Available protein structures:
- PDB: 1tu3​ 1x79​ IPR003914 PF03528 (ECOD; PDBsum)
- AlphaFold: IPR003914; PF03528;

= Rabaptin =

Rabaptin is a key protein involved in regeneration of injured axons.

Regeneration of injured axons at neuromuscular junctions is regulated by extra-cellular protein factors that promote neurite outgrowth. A novel neurite outgrowth factor from chick denervated skeletal muscle has been cloned and characterised. The protein, termed neurocrescin (rabaptin), has been shown to be secreted in an activity-dependent fashion.

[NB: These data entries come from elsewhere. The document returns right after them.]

// --- Generador de Horarios - ejecución offline ---
//
// Lee un archivo JSON (o stdin si no se pasa ruta) con la forma:
// {
//   "catalog": [ { "id": 1, "timeslots": [...], "open_seats": 10, ... }, ... ],
//   "request": { "groups": [[1, 2], [3]], "options": { ... } },
//   "count": false
// }
// e imprime los horarios generados (o sólo su cantidad) como JSON.

use std::error::Error;
use std::io::Read;

use serde_json::{json, Value};
use timetable_wizard::{GeneratorConfig, InMemoryCatalog, TimetableGenerator};

fn read_input() -> Result<String, Box<dyn Error>> {
    let mut raw = String::new();
    match std::env::args().nth(1) {
        Some(path) if path != "-" => raw = std::fs::read_to_string(&path)?,
        _ => {
            std::io::stdin().read_to_string(&mut raw)?;
        }
    }
    Ok(raw)
}

fn main() -> Result<(), Box<dyn Error>> {
    env_logger::init();
    log::info!("=== Generador de Horarios (offline) ===");

    let input: Value = serde_json::from_str(&read_input()?)?;
    let raw_catalog = input.get("catalog").cloned().unwrap_or_else(|| json!([]));
    let catalog = InMemoryCatalog::from_json_value(raw_catalog)?;
    log::info!("catálogo cargado: {} secciones", catalog.len());

    let config = GeneratorConfig::from_env()?;
    log::debug!("configuración: {:?}", config);

    let request = input.get("request").cloned().unwrap_or(Value::Null);
    let count_only = input.get("count").and_then(Value::as_bool).unwrap_or(false);
    let generator = TimetableGenerator::new(catalog, config);

    let out = if count_only {
        json!({ "count": generator.count_json(&request)? })
    } else {
        let tables = generator.generate_json(&request)?;
        json!({ "count": tables.len(), "timetables": tables })
    };
    println!("{}", serde_json::to_string_pretty(&out)?);
    Ok(())
}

Rabaptin is a 100kDa coiled-coil protein that interacts with the GTP form of the small GTPase Rab5 (see RAB5A, RAB5B, RAB5C) a potent regulator of endocytic transport. It is mainly cytosolic, but a fraction co-localises with Rab5 to early endosomes. Rab5 recruits rabaptin-5 to purified early endosomes in a GTP-dependent manner, demonstrating functional similarities with other members of the Ras family. Immunodepletion of rabaptin-5 from cytosol strongly inhibits Rab5-dependent early endosome membrane fusion. Thus, rabaptin-5 is a Rab effector required for membrane docking and fusion.

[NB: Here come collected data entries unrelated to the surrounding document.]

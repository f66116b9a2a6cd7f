//! Búsqueda por backtracking de esqueletos de horario.
//!
//! Un esqueleto elige un bucket (no una sección) por grupo. La búsqueda
//! recorre los grupos en orden fijo; en la profundidad `d` prueba cada bucket
//! del grupo `d` en su orden de enumeración y sólo baja si el bucket es
//! insertable contra todo lo ya comprometido. Los esqueletos salen en orden
//! lexicográfico (el grupo 0 es el ciclo más externo), también cuando las
//! ramas del grupo 0 se exploran en paralelo.

use std::sync::atomic::{AtomicBool, AtomicU64, AtomicUsize, Ordering};
use std::sync::Arc;
use std::thread;
use std::time::Instant;

use crate::algorithm::bucket::TimeslotGroup;
use crate::algorithm::conflict::ConstraintSet;
use crate::error::{GeneratorError, Result};
use crate::models::SlotKey;

/// Índice de bucket elegido por cada grupo.
pub type Skeleton = Vec<usize>;

/// Cada cuántos nodos se consulta el reloj para el deadline.
const DEADLINE_CHECK_EVERY: u64 = 256;

/// Token de cancelación compartible entre hilos.
#[derive(Debug, Clone, Default)]
pub struct CancelToken(Arc<AtomicBool>);

impl CancelToken {
    pub fn new() -> Self {
        Self::default()
    }

    pub fn cancel(&self) {
        self.0.store(true, Ordering::Relaxed);
    }

    pub fn is_cancelled(&self) -> bool {
        self.0.load(Ordering::Relaxed)
    }
}

/// Estado de control compartido por todos los hilos de una búsqueda.
#[derive(Debug)]
pub struct SearchControl {
    cancel: CancelToken,
    deadline: Option<Instant>,
    explored: AtomicU64,
    aborted: AtomicBool,
}

impl SearchControl {
    pub fn new(cancel: CancelToken, deadline: Option<Instant>) -> Self {
        SearchControl {
            cancel,
            deadline,
            explored: AtomicU64::new(0),
            aborted: AtomicBool::new(false),
        }
    }

    pub fn unbounded() -> Self {
        Self::new(CancelToken::new(), None)
    }

    pub fn explored(&self) -> u64 {
        self.explored.load(Ordering::Relaxed)
    }

    /// Cuenta un nodo y devuelve error si la búsqueda debe detenerse.
    pub fn tick(&self) -> Result<()> {
        let n = self.explored.fetch_add(1, Ordering::Relaxed) + 1;
        if self.aborted.load(Ordering::Relaxed) || self.cancel.is_cancelled() {
            return Err(self.abort());
        }
        if let Some(deadline) = self.deadline {
            if (n == 1 || n % DEADLINE_CHECK_EVERY == 0) && Instant::now() >= deadline {
                return Err(self.abort());
            }
        }
        Ok(())
    }

    fn abort(&self) -> GeneratorError {
        self.aborted.store(true, Ordering::Relaxed);
        GeneratorError::SearchAborted { explored: self.explored() }
    }
}

/// Resultado de una búsqueda completa.
#[derive(Debug, Clone, PartialEq, Eq)]
pub struct SearchOutcome {
    pub skeletons: Vec<Skeleton>,
    pub explored: u64,
}

struct Backtracker<'a> {
    groups: &'a [Vec<TimeslotGroup>],
    constraints: &'a ConstraintSet,
    control: &'a SearchControl,
    chosen: Skeleton,
    committed: Vec<&'a [SlotKey]>,
    out: Vec<Skeleton>,
}

impl<'a> Backtracker<'a> {
    fn new(
        groups: &'a [Vec<TimeslotGroup>],
        constraints: &'a ConstraintSet,
        control: &'a SearchControl,
    ) -> Self {
        Backtracker {
            groups,
            constraints,
            control,
            chosen: Vec::with_capacity(groups.len()),
            committed: Vec::with_capacity(groups.len()),
            out: Vec::new(),
        }
    }

    /// Intenta poner el bucket `b` del grupo actual y seguir bajando.
    fn try_bucket(&mut self, b: usize) -> Result<()> {
        self.control.tick()?;
        let depth = self.chosen.len();
        let groups = self.groups;
        let bucket: &'a TimeslotGroup = &groups[depth][b];
        if let Err(v) = self.constraints.check(bucket.slots(), &self.committed) {
            log::trace!("grupo {} bucket {} rechazado: {}", depth, b, v);
            return Ok(());
        }

        self.chosen.push(b);
        self.committed.push(bucket.slots());
        let res = self.descend();
        self.committed.pop();
        self.chosen.pop();
        res
    }

    fn descend(&mut self) -> Result<()> {
        let depth = self.chosen.len();
        debug_assert_eq!(depth, self.committed.len());
        if depth == self.groups.len() {
            self.out.push(self.chosen.clone());
            return Ok(());
        }
        for b in 0..self.groups[depth].len() {
            self.try_bucket(b)?;
        }
        Ok(())
    }
}

/// Explora sólo la rama `branch` del grupo 0.
fn explore_branch(
    groups: &[Vec<TimeslotGroup>],
    constraints: &ConstraintSet,
    control: &SearchControl,
    branch: usize,
) -> Result<Vec<Skeleton>> {
    let mut bt = Backtracker::new(groups, constraints, control);
    bt.try_bucket(branch)?;
    Ok(bt.out)
}

/// Enumera todos los esqueletos válidos.
///
/// Con `threads > 1` y al menos dos buckets en el grupo 0, cada rama del
/// grupo 0 es una unidad de trabajo independiente; los resultados se
/// etiquetan con el índice de rama y se concatenan en ese orden.
pub fn search(
    groups: &[Vec<TimeslotGroup>],
    constraints: &ConstraintSet,
    control: &SearchControl,
    threads: usize,
) -> Result<SearchOutcome> {
    if groups.is_empty() {
        // sin grupos hay exactamente un horario: el vacío
        return Ok(SearchOutcome { skeletons: vec![Vec::new()], explored: 0 });
    }

    let branches = groups[0].len();
    let workers = threads.min(branches);

    let skeletons = if workers <= 1 {
        let mut bt = Backtracker::new(groups, constraints, control);
        bt.descend()?;
        bt.out
    } else {
        log::debug!("explorando {} ramas del grupo 0 con {} hilos", branches, workers);
        let next = AtomicUsize::new(0);
        let mut tagged: Vec<(usize, Result<Vec<Skeleton>>)> = Vec::with_capacity(branches);

        thread::scope(|s| {
            let handles: Vec<_> = (0..workers)
                .map(|_| {
                    s.spawn(|| {
                        let mut part = Vec::new();
                        loop {
                            let b = next.fetch_add(1, Ordering::Relaxed);
                            if b >= branches {
                                break;
                            }
                            let r = explore_branch(groups, constraints, control, b);
                            let stop = r.is_err();
                            part.push((b, r));
                            if stop {
                                break;
                            }
                        }
                        part
                    })
                })
                .collect();
            for h in handles {
                match h.join() {
                    Ok(part) => tagged.extend(part),
                    Err(panic) => std::panic::resume_unwind(panic),
                }
            }
        });

        tagged.sort_by_key(|(b, _)| *b);
        let mut all = Vec::new();
        for (_, r) in tagged {
            all.extend(r?);
        }
        all
    };

    Ok(SearchOutcome { skeletons, explored: control.explored() })
}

Rab5 contributes to early endosome fusion that works through the coordination of other effector proteins, as mentioned above. Rabaptin components may serve to control the SNARE activity which are vital in membrane fusion.

== Structure ==

A crystal structure of the GTPase domain of RAB5A complexed with the C-terminal domain of Rabaptin5 has been determined. The two proteins form a symmetric RAB5A-Rabaptin5 ternary complex with a parallel coiled-coil Rabaptin5 homodimer in the middle complexed with two molecules of Rabaptin5, one on each side (see figure to the right).